(Saved data entries)
──────

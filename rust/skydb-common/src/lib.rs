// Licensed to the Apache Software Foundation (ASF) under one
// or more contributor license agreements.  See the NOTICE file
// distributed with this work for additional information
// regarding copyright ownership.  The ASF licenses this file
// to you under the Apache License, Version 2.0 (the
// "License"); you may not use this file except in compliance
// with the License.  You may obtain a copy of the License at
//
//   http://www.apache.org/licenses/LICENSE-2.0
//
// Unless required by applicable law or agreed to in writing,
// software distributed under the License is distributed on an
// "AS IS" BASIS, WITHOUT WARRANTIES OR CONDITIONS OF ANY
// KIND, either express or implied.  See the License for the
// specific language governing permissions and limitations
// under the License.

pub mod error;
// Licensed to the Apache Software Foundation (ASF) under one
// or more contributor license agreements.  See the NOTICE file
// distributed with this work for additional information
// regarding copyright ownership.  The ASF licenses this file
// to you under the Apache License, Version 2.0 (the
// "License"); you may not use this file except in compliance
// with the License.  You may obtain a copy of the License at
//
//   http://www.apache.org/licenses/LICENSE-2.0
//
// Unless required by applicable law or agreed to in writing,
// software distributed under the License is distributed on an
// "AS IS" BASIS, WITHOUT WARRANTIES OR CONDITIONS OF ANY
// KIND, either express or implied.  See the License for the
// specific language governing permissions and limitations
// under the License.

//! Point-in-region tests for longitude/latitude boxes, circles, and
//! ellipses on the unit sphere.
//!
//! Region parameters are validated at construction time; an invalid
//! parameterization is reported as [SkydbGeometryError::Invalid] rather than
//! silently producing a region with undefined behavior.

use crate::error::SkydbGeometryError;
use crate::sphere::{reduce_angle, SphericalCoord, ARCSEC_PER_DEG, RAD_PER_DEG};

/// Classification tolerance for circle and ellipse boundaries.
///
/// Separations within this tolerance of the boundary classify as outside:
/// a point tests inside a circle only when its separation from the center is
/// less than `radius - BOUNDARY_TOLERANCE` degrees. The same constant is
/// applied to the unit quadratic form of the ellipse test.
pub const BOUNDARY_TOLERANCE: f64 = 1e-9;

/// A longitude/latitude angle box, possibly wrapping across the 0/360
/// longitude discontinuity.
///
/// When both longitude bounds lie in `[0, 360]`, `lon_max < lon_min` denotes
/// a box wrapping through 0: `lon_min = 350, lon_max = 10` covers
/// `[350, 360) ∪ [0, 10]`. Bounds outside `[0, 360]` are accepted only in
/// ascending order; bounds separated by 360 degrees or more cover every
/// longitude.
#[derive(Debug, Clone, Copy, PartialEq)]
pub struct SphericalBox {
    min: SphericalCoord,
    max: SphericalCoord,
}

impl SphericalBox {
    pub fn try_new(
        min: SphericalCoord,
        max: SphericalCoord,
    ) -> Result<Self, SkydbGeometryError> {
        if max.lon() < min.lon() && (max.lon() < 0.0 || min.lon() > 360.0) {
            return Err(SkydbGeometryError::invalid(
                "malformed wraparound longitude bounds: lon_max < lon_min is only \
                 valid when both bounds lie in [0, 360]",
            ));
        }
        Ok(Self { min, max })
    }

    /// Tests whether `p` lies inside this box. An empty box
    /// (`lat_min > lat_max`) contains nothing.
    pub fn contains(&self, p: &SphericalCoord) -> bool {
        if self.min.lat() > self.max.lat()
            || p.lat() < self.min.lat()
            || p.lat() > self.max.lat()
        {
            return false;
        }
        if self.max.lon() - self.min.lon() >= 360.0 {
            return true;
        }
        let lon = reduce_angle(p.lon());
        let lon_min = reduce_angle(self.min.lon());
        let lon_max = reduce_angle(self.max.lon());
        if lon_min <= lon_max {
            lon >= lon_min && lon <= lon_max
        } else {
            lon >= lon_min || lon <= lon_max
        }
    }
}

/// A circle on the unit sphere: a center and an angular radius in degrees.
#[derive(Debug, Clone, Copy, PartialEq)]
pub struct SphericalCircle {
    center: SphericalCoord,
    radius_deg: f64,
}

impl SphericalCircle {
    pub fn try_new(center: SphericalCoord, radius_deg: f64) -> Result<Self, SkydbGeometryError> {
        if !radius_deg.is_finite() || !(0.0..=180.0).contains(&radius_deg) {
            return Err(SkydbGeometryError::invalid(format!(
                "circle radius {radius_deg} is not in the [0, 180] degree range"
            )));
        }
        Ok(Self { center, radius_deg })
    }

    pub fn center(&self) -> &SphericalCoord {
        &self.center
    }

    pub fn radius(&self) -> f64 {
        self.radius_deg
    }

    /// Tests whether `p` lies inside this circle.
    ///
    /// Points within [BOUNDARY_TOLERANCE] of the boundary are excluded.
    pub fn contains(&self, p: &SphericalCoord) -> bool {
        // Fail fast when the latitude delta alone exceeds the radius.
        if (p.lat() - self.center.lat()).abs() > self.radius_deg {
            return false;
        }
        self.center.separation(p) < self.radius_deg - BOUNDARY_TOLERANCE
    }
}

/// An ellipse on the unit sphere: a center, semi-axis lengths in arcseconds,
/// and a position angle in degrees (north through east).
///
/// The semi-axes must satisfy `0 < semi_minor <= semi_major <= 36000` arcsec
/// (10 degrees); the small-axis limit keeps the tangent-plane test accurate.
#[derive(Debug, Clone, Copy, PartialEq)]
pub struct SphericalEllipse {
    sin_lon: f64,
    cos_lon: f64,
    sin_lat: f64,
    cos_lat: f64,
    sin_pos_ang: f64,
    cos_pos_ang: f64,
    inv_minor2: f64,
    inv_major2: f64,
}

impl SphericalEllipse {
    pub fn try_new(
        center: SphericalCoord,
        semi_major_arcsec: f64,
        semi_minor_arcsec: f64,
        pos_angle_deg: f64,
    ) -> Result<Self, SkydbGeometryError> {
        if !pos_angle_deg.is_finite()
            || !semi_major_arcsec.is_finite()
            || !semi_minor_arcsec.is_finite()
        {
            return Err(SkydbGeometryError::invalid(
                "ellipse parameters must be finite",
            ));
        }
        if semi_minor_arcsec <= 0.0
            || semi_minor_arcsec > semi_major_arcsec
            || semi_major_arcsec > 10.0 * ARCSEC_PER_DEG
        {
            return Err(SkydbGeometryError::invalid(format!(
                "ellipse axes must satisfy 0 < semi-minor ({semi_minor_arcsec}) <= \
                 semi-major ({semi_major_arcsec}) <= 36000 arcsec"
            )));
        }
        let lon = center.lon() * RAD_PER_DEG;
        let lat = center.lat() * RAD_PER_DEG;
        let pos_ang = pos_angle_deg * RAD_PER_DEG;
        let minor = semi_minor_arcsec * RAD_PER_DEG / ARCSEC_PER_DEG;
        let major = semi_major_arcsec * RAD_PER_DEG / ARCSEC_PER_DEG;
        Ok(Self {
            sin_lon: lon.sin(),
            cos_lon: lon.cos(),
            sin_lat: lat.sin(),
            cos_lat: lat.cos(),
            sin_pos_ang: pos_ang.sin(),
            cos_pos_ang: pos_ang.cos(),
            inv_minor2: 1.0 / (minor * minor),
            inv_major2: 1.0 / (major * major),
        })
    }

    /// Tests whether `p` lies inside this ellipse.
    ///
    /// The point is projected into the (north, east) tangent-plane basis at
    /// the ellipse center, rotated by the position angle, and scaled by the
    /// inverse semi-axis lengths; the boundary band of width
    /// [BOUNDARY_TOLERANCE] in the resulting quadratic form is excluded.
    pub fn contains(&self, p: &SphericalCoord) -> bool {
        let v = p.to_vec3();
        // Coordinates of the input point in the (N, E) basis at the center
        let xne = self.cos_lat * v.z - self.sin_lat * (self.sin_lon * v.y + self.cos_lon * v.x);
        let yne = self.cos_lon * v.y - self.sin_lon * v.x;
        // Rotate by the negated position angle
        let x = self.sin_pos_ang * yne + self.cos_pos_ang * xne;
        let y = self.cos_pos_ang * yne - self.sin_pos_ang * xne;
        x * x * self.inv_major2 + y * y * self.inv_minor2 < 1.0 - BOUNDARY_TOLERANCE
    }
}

──────

Work task: What you write should match, character for character, the lines from the one with "let yne = self.cos_lon" to the end of the data, both included.

Written response:
        let yne = self.cos_lon * v.y - self.sin_lon * v.x;
        // Rotate by the negated position angle
        let x = self.sin_pos_ang * yne + self.cos_pos_ang * xne;
        let y = self.cos_pos_ang * yne - self.sin_pos_ang * xne;
        x * x * self.inv_major2 + y * y * self.inv_minor2 < 1.0 - BOUNDARY_TOLERANCE
    }
}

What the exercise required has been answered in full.